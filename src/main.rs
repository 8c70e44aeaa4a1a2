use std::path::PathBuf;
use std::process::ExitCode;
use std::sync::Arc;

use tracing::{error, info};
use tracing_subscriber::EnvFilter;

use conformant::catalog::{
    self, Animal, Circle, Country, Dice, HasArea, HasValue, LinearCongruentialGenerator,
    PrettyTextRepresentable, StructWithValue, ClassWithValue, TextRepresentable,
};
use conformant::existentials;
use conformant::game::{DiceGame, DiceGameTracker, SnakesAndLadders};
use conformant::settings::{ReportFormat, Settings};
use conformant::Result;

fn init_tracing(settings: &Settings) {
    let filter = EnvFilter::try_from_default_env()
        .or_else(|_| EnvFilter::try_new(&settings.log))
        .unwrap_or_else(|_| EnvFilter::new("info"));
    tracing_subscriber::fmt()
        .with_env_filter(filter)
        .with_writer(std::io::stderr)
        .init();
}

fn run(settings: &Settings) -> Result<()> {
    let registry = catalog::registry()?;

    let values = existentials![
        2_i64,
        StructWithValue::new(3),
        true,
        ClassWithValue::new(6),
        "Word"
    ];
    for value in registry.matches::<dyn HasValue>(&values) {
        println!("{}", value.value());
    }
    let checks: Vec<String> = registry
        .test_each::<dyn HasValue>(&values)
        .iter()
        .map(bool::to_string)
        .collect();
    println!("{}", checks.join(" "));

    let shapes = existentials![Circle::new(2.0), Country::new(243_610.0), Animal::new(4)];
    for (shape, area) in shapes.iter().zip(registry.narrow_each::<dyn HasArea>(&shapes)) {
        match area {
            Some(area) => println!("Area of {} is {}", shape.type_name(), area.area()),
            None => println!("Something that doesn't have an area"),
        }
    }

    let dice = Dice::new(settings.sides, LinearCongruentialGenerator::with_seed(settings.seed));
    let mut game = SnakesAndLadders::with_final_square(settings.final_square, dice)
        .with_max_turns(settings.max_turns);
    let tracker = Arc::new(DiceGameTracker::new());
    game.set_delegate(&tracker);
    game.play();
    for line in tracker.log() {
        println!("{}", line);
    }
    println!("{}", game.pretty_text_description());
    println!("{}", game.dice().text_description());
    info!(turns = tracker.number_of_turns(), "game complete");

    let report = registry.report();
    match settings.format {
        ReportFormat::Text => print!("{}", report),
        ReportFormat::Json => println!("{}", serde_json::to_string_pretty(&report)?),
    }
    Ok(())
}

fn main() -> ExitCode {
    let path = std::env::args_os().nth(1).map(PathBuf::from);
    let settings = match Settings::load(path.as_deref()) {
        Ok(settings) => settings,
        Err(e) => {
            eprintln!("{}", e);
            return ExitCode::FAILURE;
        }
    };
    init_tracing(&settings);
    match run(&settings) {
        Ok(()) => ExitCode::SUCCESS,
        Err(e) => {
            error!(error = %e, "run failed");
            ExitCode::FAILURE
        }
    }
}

========

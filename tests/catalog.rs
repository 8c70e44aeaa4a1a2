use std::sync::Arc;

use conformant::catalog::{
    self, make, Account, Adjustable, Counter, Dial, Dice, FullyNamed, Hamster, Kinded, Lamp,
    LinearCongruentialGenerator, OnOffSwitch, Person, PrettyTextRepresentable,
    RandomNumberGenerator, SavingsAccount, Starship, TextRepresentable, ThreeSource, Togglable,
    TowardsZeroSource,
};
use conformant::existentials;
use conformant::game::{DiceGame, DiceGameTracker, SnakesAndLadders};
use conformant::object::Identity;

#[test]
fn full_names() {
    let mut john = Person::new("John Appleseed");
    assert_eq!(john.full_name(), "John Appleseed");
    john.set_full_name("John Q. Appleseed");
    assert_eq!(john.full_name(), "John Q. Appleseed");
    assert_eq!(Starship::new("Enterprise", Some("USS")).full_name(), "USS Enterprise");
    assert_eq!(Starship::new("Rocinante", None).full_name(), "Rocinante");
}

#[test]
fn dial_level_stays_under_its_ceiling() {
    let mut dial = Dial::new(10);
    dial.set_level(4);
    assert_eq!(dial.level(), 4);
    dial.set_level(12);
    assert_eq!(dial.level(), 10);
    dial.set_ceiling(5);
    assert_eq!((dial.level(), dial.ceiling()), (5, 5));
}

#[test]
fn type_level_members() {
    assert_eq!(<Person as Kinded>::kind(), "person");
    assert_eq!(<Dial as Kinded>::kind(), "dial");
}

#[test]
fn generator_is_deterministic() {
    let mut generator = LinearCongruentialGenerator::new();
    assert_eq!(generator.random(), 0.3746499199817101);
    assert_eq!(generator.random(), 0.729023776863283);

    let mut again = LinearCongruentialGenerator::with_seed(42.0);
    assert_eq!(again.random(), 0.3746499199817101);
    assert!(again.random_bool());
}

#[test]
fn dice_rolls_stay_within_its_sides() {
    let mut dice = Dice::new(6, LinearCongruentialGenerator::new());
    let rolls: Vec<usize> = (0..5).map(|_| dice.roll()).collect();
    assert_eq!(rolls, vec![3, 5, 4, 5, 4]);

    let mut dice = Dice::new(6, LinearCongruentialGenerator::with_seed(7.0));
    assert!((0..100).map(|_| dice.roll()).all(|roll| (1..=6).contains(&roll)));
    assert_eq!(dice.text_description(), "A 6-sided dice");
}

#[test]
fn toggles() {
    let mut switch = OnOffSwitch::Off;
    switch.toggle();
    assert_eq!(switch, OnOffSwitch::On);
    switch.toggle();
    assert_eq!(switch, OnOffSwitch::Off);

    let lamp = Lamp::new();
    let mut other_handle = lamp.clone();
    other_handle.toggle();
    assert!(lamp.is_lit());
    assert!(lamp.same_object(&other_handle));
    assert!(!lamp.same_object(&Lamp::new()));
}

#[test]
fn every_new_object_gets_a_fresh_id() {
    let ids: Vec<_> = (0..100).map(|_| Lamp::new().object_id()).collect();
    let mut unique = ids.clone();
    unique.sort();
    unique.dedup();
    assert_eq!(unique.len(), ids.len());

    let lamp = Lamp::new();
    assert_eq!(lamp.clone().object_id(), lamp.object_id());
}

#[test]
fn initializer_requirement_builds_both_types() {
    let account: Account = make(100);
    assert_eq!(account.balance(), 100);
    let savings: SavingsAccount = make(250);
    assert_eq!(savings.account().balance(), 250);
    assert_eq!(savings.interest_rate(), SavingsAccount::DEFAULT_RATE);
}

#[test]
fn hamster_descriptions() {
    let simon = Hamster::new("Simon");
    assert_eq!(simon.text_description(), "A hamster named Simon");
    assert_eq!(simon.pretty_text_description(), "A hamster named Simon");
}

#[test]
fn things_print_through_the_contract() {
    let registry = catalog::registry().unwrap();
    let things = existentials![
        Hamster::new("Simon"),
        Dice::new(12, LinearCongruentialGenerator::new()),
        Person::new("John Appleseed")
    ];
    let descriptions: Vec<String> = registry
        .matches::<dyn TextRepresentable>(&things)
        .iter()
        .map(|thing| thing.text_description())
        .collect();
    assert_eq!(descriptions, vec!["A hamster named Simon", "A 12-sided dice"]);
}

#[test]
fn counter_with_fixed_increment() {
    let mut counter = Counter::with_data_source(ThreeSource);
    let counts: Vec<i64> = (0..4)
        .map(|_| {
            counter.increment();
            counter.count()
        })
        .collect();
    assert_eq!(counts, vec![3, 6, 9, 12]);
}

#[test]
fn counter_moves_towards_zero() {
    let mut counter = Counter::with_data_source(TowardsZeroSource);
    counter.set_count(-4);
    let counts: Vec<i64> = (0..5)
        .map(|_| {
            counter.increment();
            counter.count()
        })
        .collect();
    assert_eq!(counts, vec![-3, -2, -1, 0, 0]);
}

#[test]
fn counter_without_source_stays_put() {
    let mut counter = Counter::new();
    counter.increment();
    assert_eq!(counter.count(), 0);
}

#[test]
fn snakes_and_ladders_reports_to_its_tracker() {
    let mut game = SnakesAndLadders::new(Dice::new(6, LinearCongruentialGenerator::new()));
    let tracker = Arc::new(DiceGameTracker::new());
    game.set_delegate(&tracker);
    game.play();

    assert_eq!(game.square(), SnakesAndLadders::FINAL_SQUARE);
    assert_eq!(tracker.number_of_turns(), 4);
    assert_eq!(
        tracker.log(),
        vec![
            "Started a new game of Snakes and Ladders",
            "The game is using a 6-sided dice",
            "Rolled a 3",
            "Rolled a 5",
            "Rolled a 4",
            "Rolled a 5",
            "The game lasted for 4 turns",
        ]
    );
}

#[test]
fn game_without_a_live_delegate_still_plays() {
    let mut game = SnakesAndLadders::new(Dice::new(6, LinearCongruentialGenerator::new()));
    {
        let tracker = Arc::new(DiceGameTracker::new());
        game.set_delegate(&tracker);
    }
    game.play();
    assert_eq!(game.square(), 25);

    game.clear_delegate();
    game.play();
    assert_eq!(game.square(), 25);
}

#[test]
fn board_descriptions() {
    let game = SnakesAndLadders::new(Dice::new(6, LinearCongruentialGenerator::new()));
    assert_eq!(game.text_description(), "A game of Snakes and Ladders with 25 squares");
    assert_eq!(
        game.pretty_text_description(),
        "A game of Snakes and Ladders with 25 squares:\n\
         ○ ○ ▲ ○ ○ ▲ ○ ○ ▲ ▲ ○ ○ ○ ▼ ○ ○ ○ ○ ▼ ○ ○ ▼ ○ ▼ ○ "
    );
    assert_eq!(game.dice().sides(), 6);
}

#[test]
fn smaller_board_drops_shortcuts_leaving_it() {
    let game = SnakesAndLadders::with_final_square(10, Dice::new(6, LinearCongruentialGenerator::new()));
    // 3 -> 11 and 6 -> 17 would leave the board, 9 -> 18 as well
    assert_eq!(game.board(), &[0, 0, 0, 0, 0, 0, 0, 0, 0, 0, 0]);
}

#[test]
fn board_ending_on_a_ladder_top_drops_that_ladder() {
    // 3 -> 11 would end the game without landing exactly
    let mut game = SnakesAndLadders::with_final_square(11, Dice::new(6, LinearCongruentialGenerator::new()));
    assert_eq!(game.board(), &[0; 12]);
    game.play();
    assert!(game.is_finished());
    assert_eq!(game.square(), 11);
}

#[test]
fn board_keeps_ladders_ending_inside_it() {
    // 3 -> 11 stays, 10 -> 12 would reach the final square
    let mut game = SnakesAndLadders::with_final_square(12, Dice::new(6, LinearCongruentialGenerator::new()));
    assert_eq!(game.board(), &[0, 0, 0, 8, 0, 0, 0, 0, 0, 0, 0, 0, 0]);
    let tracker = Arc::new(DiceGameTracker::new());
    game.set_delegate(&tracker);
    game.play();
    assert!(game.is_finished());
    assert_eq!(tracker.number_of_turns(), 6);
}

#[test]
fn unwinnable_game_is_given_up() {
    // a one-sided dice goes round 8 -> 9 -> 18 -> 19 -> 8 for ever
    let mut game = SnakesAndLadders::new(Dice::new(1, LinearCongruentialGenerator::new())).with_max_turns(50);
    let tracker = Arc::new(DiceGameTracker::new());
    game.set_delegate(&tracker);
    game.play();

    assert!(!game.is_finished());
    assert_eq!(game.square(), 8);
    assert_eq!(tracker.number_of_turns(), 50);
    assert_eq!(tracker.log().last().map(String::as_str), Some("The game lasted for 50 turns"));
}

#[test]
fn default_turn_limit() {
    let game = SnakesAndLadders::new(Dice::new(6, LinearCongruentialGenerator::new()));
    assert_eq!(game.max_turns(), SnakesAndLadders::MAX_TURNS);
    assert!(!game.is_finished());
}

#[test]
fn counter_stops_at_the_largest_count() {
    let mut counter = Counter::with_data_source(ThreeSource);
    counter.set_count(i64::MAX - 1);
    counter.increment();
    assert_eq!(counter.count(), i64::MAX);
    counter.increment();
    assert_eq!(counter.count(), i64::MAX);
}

========

Locate the lines above that hold the word "checks". Show every one of them.

    let checks: Vec<String> = registry
    println!("{}", checks.join(" "));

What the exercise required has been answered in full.